Millions of Americans already lack adequate access to health care due to primary care physician shortages in their communities, despite many of these patients having health insurance coverage. According to Congressional Budget Office estimates, an additional 36 million individuals may potentially gain health coverage under the Patient Protection and Affordable Care Act (PPACA), exacerbating the current shortage of physicians. The Association of American Medical Colleges projects that by 2020, there will be more than 91,000 fewer doctors than needed to meet demand. Community pharmacists, however, are highly accessible health care professionals. In fact, 95% of Americans live within five miles of a pharmacy. Pharmacists are trained for and permitted to provide a variety of services that promote patient health, prevent disease, and reduce the total cost of health care. Negative reimbursement pressure from insurers and pharmacy benefit managers and the inability of pharmacists to bill Medicare Part B as providers limits the positive impact pharmacists can provide.
THE SOLUTION: Encourage expansion of pharmacists' roles in health care.
The Pharmacy and Medically Underserved Areas Enhancement Act, S. 109 / H.R. 592, would allow Medicare beneficiaries in medically underserved areas (MUA), medically underserved populations (MUP), or health professional shortage areas (HPSA) to access pharmacist-provided services under Medicare Part B.
S. 109 / H.R. 592 WILL ...
Reimburse pharmacist services under Medicare Part B. This reimbursement would be consistent with Medicare reimbursement for other non-physician practitioners, which is typically 85 percent of the physician fee schedule.
Positively affect Medicare beneficiaries in medically underserved communities. This bill provides access to pharmacist services for patients who are living in MUAs, MUPs, and HRSAs and already struggle with adequate access to primary health care.
S. 109 / H.R. 592 WILL NOT ...
Expand scope of practice. This bill does not expand pharmacist services beyond each state's already existing scope of practice.
In numerous studies in various settings, the impact of pharmacist-provided care on overall patient outcomes and total health care spending has been well-documented.

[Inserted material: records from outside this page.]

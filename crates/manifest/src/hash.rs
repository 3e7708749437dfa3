//! Streaming content digests.
//!
//! Files are read in fixed-size chunks so memory use doesn't depend on file
//! size; mod jars and resource packs can be large.

use crate::error::{Error, ErrorKind, Result};
use exn::ResultExt;
use sha2::{Digest, Sha256, Sha512};
use std::fs::File;
use std::io::{ErrorKind as IoErrorKind, Read};
use std::path::Path;
use std::str::FromStr;

const CHUNK_SIZE: usize = 64 * 1024;

/// A supported digest algorithm. Defaults to SHA-256.
#[derive(Clone, Copy, Debug, Default, PartialEq, Eq, Hash)]
pub enum HashAlgorithm {
    #[default]
    Sha256,
    Sha512,
    Blake3,
}
impl FromStr for HashAlgorithm {
    type Err = Error;
    fn from_str(s: &str) -> std::result::Result<Self, Self::Err> {
        match s.trim().to_lowercase().as_str() {
            "sha256" | "sha-256" => Ok(Self::Sha256),
            "sha512" | "sha-512" => Ok(Self::Sha512),
            "blake3" => Ok(Self::Blake3),
            _ => exn::bail!(ErrorKind::UnsupportedAlgorithm(s.to_string())),
        }
    }
}

enum Hasher {
    Sha256(Sha256),
    Sha512(Sha512),
    Blake3(Box<blake3::Hasher>),
}
impl Hasher {
    fn update(&mut self, data: &[u8]) {
        match self {
            Self::Sha256(h) => h.update(data),
            Self::Sha512(h) => h.update(data),
            Self::Blake3(h) => {
                h.update(data);
            },
        }
    }

    fn finalize(self) -> String {
        match self {
            Self::Sha256(h) => hex::encode(h.finalize()),
            Self::Sha512(h) => hex::encode(h.finalize()),
            Self::Blake3(h) => h.finalize().to_hex().to_string(),
        }
    }
}

impl HashAlgorithm {
    fn hasher(self) -> Hasher {
        match self {
            Self::Sha256 => Hasher::Sha256(Sha256::new()),
            Self::Sha512 => Hasher::Sha512(Sha512::new()),
            Self::Blake3 => Hasher::Blake3(Box::new(blake3::Hasher::new())),
        }
    }

    /// Lowercase hex digest of everything `reader` yields.
    pub fn hash_reader(self, mut reader: impl Read) -> std::io::Result<String> {
        let mut hasher = self.hasher();
        let mut buffer = vec![0u8; CHUNK_SIZE];
        loop {
            let read = match reader.read(&mut buffer) {
                Ok(0) => break,
                Ok(read) => read,
                Err(e) if e.kind() == IoErrorKind::Interrupted => continue,
                Err(e) => return Err(e),
            };
            hasher.update(&buffer[..read]);
        }
        Ok(hasher.finalize())
    }

    /// Lowercase hex digest of the file at `path`.
    ///
    /// Any failure (missing file, unreadable file) is raised as
    /// [`HashingFailed`](ErrorKind::HashingFailed) with the I/O error kept as
    /// its cause.
    pub fn hash_file(self, path: impl AsRef<Path>) -> Result<String> {
        let path = path.as_ref();
        let file = File::open(path).or_raise(|| ErrorKind::HashingFailed(path.to_path_buf()))?;
        self.hash_reader(file).or_raise(|| ErrorKind::HashingFailed(path.to_path_buf()))
    }
}

/// Hash the file at `path` with the algorithm named by `algorithm`
/// (e.g. `"sha256"`).
///
/// An unknown algorithm is a [`HashingFailed`](ErrorKind::HashingFailed) too,
/// with [`UnsupportedAlgorithm`](ErrorKind::UnsupportedAlgorithm) as its cause.
pub fn hash(path: impl AsRef<Path>, algorithm: &str) -> Result<String> {
    let path = path.as_ref();
    let algorithm = algorithm.parse::<HashAlgorithm>().or_raise(|| ErrorKind::HashingFailed(path.to_path_buf()))?;
    algorithm.hash_file(path)
}
//! Layered configuration for packsync.
//!
//! Sources, lowest priority first:
//!
//! 1. Built-in defaults.
//! 2. A configuration file: either given explicitly, or the first of
//!    `packsync.{toml,yaml,yml,json}` found in the working directory and then
//!    in the platform configuration directory.
//! 3. Environment variables prefixed with `PACKSYNC_`, using `__` to descend
//!    into nested tables (`PACKSYNC_STORAGE__KEY_SECRET`). Credentials are
//!    expected to arrive this way.

pub mod error;

use crate::error::{ErrorKind, Result};
use directories::ProjectDirs;
use exn::ResultExt;
use figment::Figment;
use figment::providers::{Env, Format, Json, Serialized, Toml, Yaml};
use serde::{Deserialize, Serialize};
use std::path::{Path, PathBuf};

const ENV_PREFIX: &str = "PACKSYNC_";
const FILE_STEM: &str = "packsync";
const FILE_EXTENSIONS: [&str; 4] = ["toml", "yaml", "yml", "json"];

/// Where published files go.
#[derive(Debug, Clone, PartialEq, Eq, Serialize, Deserialize)]
#[serde(tag = "type", rename_all = "lowercase")]
pub enum StorageConfig {
    /// A directory on disk; relative paths resolve against the repository root.
    Local { path: PathBuf },
    /// An S3-compatible bucket.
    S3 {
        bucket: String,
        region: String,
        #[serde(default)]
        endpoint: Option<String>,
        #[serde(default)]
        prefix: Option<String>,
        key_id: String,
        key_secret: String,
    },
}

#[derive(Debug, Clone, PartialEq, Eq, Deserialize)]
pub struct AppConfig {
    /// Directory that storage keys (and the manifest path) are relative to.
    pub repository_root: PathBuf,
    /// Directory holding one sub-directory per modpack, relative to the
    /// repository root.
    pub modpacks_dir: PathBuf,
    /// Absolute URL prefix clients download files from.
    pub base_url: String,
    /// Local manifest file, relative to the repository root.
    pub manifest_path: PathBuf,
    /// Object key the manifest is published under.
    pub manifest_key: String,
    pub hash_algorithm: String,
    pub storage: StorageConfig,
}

#[derive(Serialize)]
struct Defaults {
    repository_root: PathBuf,
    modpacks_dir: PathBuf,
    manifest_path: PathBuf,
    manifest_key: String,
    hash_algorithm: String,
}
impl Default for Defaults {
    fn default() -> Self {
        Self {
            repository_root: PathBuf::from("."),
            modpacks_dir: PathBuf::from("modpacks"),
            manifest_path: PathBuf::from("map.json"),
            manifest_key: "map.json".to_string(),
            hash_algorithm: "sha256".to_string(),
        }
    }
}

impl AppConfig {
    /// Build the layered [`Figment`] without extracting it.
    pub fn figment(explicit: Option<&Path>) -> Result<Figment> {
        let mut figment = Figment::from(Serialized::defaults(Defaults::default()));
        let file = match explicit {
            Some(path) if !path.is_file() => {
                exn::bail!(ErrorKind::Invalid(format!("configuration file `{}` does not exist", path.display())))
            },
            Some(path) => Some(path.to_path_buf()),
            None => discover(),
        };
        if let Some(file) = file {
            tracing::debug!(path = %file.display(), "Loading configuration file");
            figment = merge_file(figment, &file)?;
        }
        Ok(figment.merge(Env::prefixed(ENV_PREFIX).split("__")))
    }

    /// Load and validate the configuration.
    pub fn load(explicit: Option<&Path>) -> Result<Self> {
        let config: Self = Self::figment(explicit)?.extract().or_raise(|| ErrorKind::Load)?;
        config.validate()
    }

    fn validate(self) -> Result<Self> {
        let url = url::Url::parse(&self.base_url)
            .or_raise(|| ErrorKind::Invalid(format!("base_url `{}` is not an absolute URL", self.base_url)))?;
        if url.cannot_be_a_base() {
            exn::bail!(ErrorKind::Invalid(format!("base_url `{}` cannot be used as a base", self.base_url)));
        }
        if self.modpacks_dir.is_absolute() {
            exn::bail!(ErrorKind::Invalid("modpacks_dir must be relative to repository_root".to_string()));
        }
        if self.manifest_path.is_absolute() {
            exn::bail!(ErrorKind::Invalid("manifest_path must be relative to repository_root".to_string()));
        }
        if self.manifest_key.trim().is_empty() {
            exn::bail!(ErrorKind::Invalid("manifest_key must not be empty".to_string()));
        }
        if let StorageConfig::S3 { bucket, .. } = &self.storage
            && bucket.trim().is_empty()
        {
            exn::bail!(ErrorKind::Invalid("storage.bucket must not be empty".to_string()));
        }
        Ok(self)
    }
}

fn discover() -> Option<PathBuf> {
    let mut directories = vec![PathBuf::from(".")];
    if let Some(dirs) = ProjectDirs::from("", "", FILE_STEM) {
        directories.push(dirs.config_dir().to_path_buf());
    }
    directories
        .iter()
        .flat_map(|dir| FILE_EXTENSIONS.iter().map(move |ext| dir.join(format!("{FILE_STEM}.{ext}"))))
        .find(|candidate| candidate.is_file())
}

fn merge_file(figment: Figment, path: &Path) -> Result<Figment> {
    let extension = path.extension().and_then(|ext| ext.to_str()).map(str::to_lowercase);
    Ok(match extension.as_deref() {
        Some("toml") => figment.merge(Toml::file_exact(path)),
        Some("yaml" | "yml") => figment.merge(Yaml::file_exact(path)),
        Some("json") => figment.merge(Json::file_exact(path)),
        _ => exn::bail!(ErrorKind::Invalid(format!(
            "unsupported configuration format: `{}`",
            path.display()
        ))),
    })
}
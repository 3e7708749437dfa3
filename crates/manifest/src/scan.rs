//! Directory tree scanning.
//!
//! Produces one [`FileRecord`] per file below a directory. Paths handed to the
//! scanner are relative to a repository root, because the storage key of each
//! file *is* its path relative to that root.

use crate::error::{ErrorKind, Result};
use crate::hash::HashAlgorithm;
use crate::link::compose;
use crate::models::FileRecord;
use exn::{OptionExt, ResultExt};
use packsync_storage::to_key;
use std::fs::{self, DirEntry};
use std::path::{Path, PathBuf};
use tracing::instrument;

enum WalkEntry {
    File(PathBuf),
    Descend,
    Skip,
}

/// Scans directories below a repository root.
#[derive(Debug, Clone)]
pub struct Scanner {
    repository_root: PathBuf,
    base_url: String,
    algorithm: HashAlgorithm,
}

impl Scanner {
    pub fn new(repository_root: impl Into<PathBuf>, base_url: impl Into<String>) -> Self {
        Self {
            repository_root: repository_root.into(),
            base_url: base_url.into(),
            algorithm: HashAlgorithm::default(),
        }
    }

    pub fn with_algorithm(mut self, algorithm: HashAlgorithm) -> Self {
        self.algorithm = algorithm;
        self
    }

    pub fn repository_root(&self) -> &Path {
        &self.repository_root
    }

    /// Scan every file below `root_dir`, which must be relative to the
    /// repository root.
    ///
    /// - A missing `root_dir` yields no records rather than an error.
    /// - Files come out in a deterministic order: each directory's files
    ///   sorted by name, then its sub-directories, also sorted by name.
    /// - A file that can't be hashed aborts the whole scan.
    #[instrument(skip(self), fields(root_dir = %root_dir.as_ref().display()))]
    pub fn scan(&self, root_dir: impl AsRef<Path>) -> Result<Vec<FileRecord>> {
        let root_dir = root_dir.as_ref();
        if root_dir.is_absolute() || root_dir.has_root() {
            exn::bail!(ErrorKind::InvalidArgument(format!("path must be relative: `{}`", root_dir.display())));
        }
        let start = self.repository_root.join(root_dir);
        if !start.is_dir() {
            tracing::debug!("Directory does not exist; nothing to scan");
            return Ok(Vec::new());
        }

        let mut records = Vec::new();
        let mut stack = vec![PathBuf::new()];
        while let Some(relative_dir) = stack.pop() {
            let current = start.join(&relative_dir);
            let mut entries = fs::read_dir(&current)
                .or_raise(|| ErrorKind::Io(current.clone()))?
                .collect::<std::io::Result<Vec<_>>>()
                .or_raise(|| ErrorKind::Io(current.clone()))?;
            entries.sort_by_key(DirEntry::file_name);

            let mut descend = Vec::new();
            for entry in entries {
                match Self::classify(&entry)? {
                    WalkEntry::File(path) => {
                        let dist = relative_dir.join(entry.file_name());
                        records.push(self.record(root_dir, &dist, &path)?);
                    },
                    WalkEntry::Descend => descend.push(relative_dir.join(entry.file_name())),
                    WalkEntry::Skip => {},
                }
            }
            // Reversed so the stack pops sub-directories in name order.
            stack.extend(descend.into_iter().rev());
        }
        tracing::debug!(files = records.len(), "Scan complete");
        Ok(records)
    }

    fn classify(entry: &DirEntry) -> Result<WalkEntry> {
        let path = entry.path();
        let file_type = entry.file_type().or_raise(|| ErrorKind::Io(path.clone()))?;
        if file_type.is_dir() {
            return Ok(WalkEntry::Descend);
        }
        if file_type.is_file() {
            return Ok(WalkEntry::File(path));
        }
        // Symlinks to files are published like files; symlinked directories
        // are not followed.
        if file_type.is_symlink()
            && let Ok(metadata) = fs::metadata(&path)
            && metadata.is_file()
        {
            return Ok(WalkEntry::File(path));
        }
        tracing::debug!(path = %path.display(), "Skipping entry that is neither a file nor a directory");
        Ok(WalkEntry::Skip)
    }

    fn record(&self, root_dir: &Path, dist: &Path, path: &Path) -> Result<FileRecord> {
        let invalid = || ErrorKind::InvalidArgument(format!("unusable path: `{}`", path.display()));
        let file_name = path.file_name().and_then(|name| name.to_str()).ok_or_raise(invalid)?.to_string();
        let dist_path = to_key(dist).or_raise(invalid)?;
        let storage_key = to_key(root_dir.join(dist)).or_raise(invalid)?;
        let api_url = compose(&self.base_url, &storage_key)?;
        let content_hash = self.algorithm.hash_file(path)?;
        Ok(FileRecord {
            file_name,
            api_url,
            storage_key,
            content_hash,
            dist_path,
        })
    }
}

/// Scan `root_dir` relative to the current working directory.
pub fn scan(root_dir: impl AsRef<Path>, base_api_url: &str) -> Result<Vec<FileRecord>> {
    Scanner::new(".", base_api_url).scan(root_dir)
}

The Director for the Center for Medicaid and CHIP Services issued a bulletin in January 2017 advising states that pharmacist-based services are critical to improving patient access to care and addressing public health issues.1
The 2011 Report to the US Surgeon General from the Office of the Chief Pharmacist states, "one of the most evidence-based decisions to improve the health system is to maximize the expertise and scope of pharmacists and minimize expansion barriers of an already existing and successful health care delivery model."2
The National Governors Association encouraged states to "consider engaging in coordinated efforts to address the greatest challenges pharmacists face" in their 2015 paper.3
A 2010 systemic review of 298 studies found that pharmacist-provided services positively impacted patient outcomes and health care spending across health care setting and disease states.4
A single community pharmacy in Iowa saved an insurer $2.4 million in 12 months for the care of just 600 patients.5
Pharmacists decreased total direct medical costs by $1,200 to $1,872 per patient per year for employees of the city of Asheville with chronic diseases.6
High-risk, high-cost patients are being provided with enhanced pharmacy services, through a grant from the Center for Medicare and Medicaid Innovation, with a focus on improving quality of care and reducing total health care cost through Community Pharmacy Enhanced Services Networks.7
The Centers for Medicare and Medicaid Services recognizes that pharmacists have achieved savings for Medicare Part D plans and are tapping pharmacists to identify and implement pharmacist-led interventions in its' enhanced medication therapy management pilot.8
1 Centers for Medicaid & CHIP Services. State flexibility to facilitate timely access to drug therapy by expanding the scope of pharmacy practice using collaborative practice agreements, standing orders or other predetermined tools. Baltimore, MD: Centers for Medicare & Medicaid Services; 2017.
2 Office of the Chief Pharmacist. Improving patient and health system outcomes through advanced pharmacy practice: A report to the U.S. Surgeon General 2011. Rockville, MD: U.S. Public Health Service; 2011.
3The expanding role of pharmacists in a transformed health care system. National Governors Association website. Accessed February 22, 2017.
4 Chisholm‐Burns MA, Lee JK, Spivey CA, et al. US pharmacists' effect as team members on patient care: systematic review and meta‐analyses. Med Care. 2010;48(10):923‐933.
5 Thielemier B. Pharmacy saves payer $2.4 million by making clinical interventions a priority. Pharmacy Times. Published January 29, 2016. Accessed February 22, 2017.
6 Cranor CW, Bundting BA, Christensen DB. The Asheville project: Long-term clinical and economic outcomes of a community pharmacy diabetes care program. JAPhA. Mar/Apr 2003;43(2):173-184.
7 Parikh U, Smith M. Community pharmacy enhanced services network opportunity. PrescribeWellness website. Published August 3, 2016. Accessed February 28, 2017.
8 Centers for Medicare and Medicaid Innovation. Evidence supporting enhanced medication therapy management. Baltimore, MD: Centers for Medicare & Medicaid Services; 2015.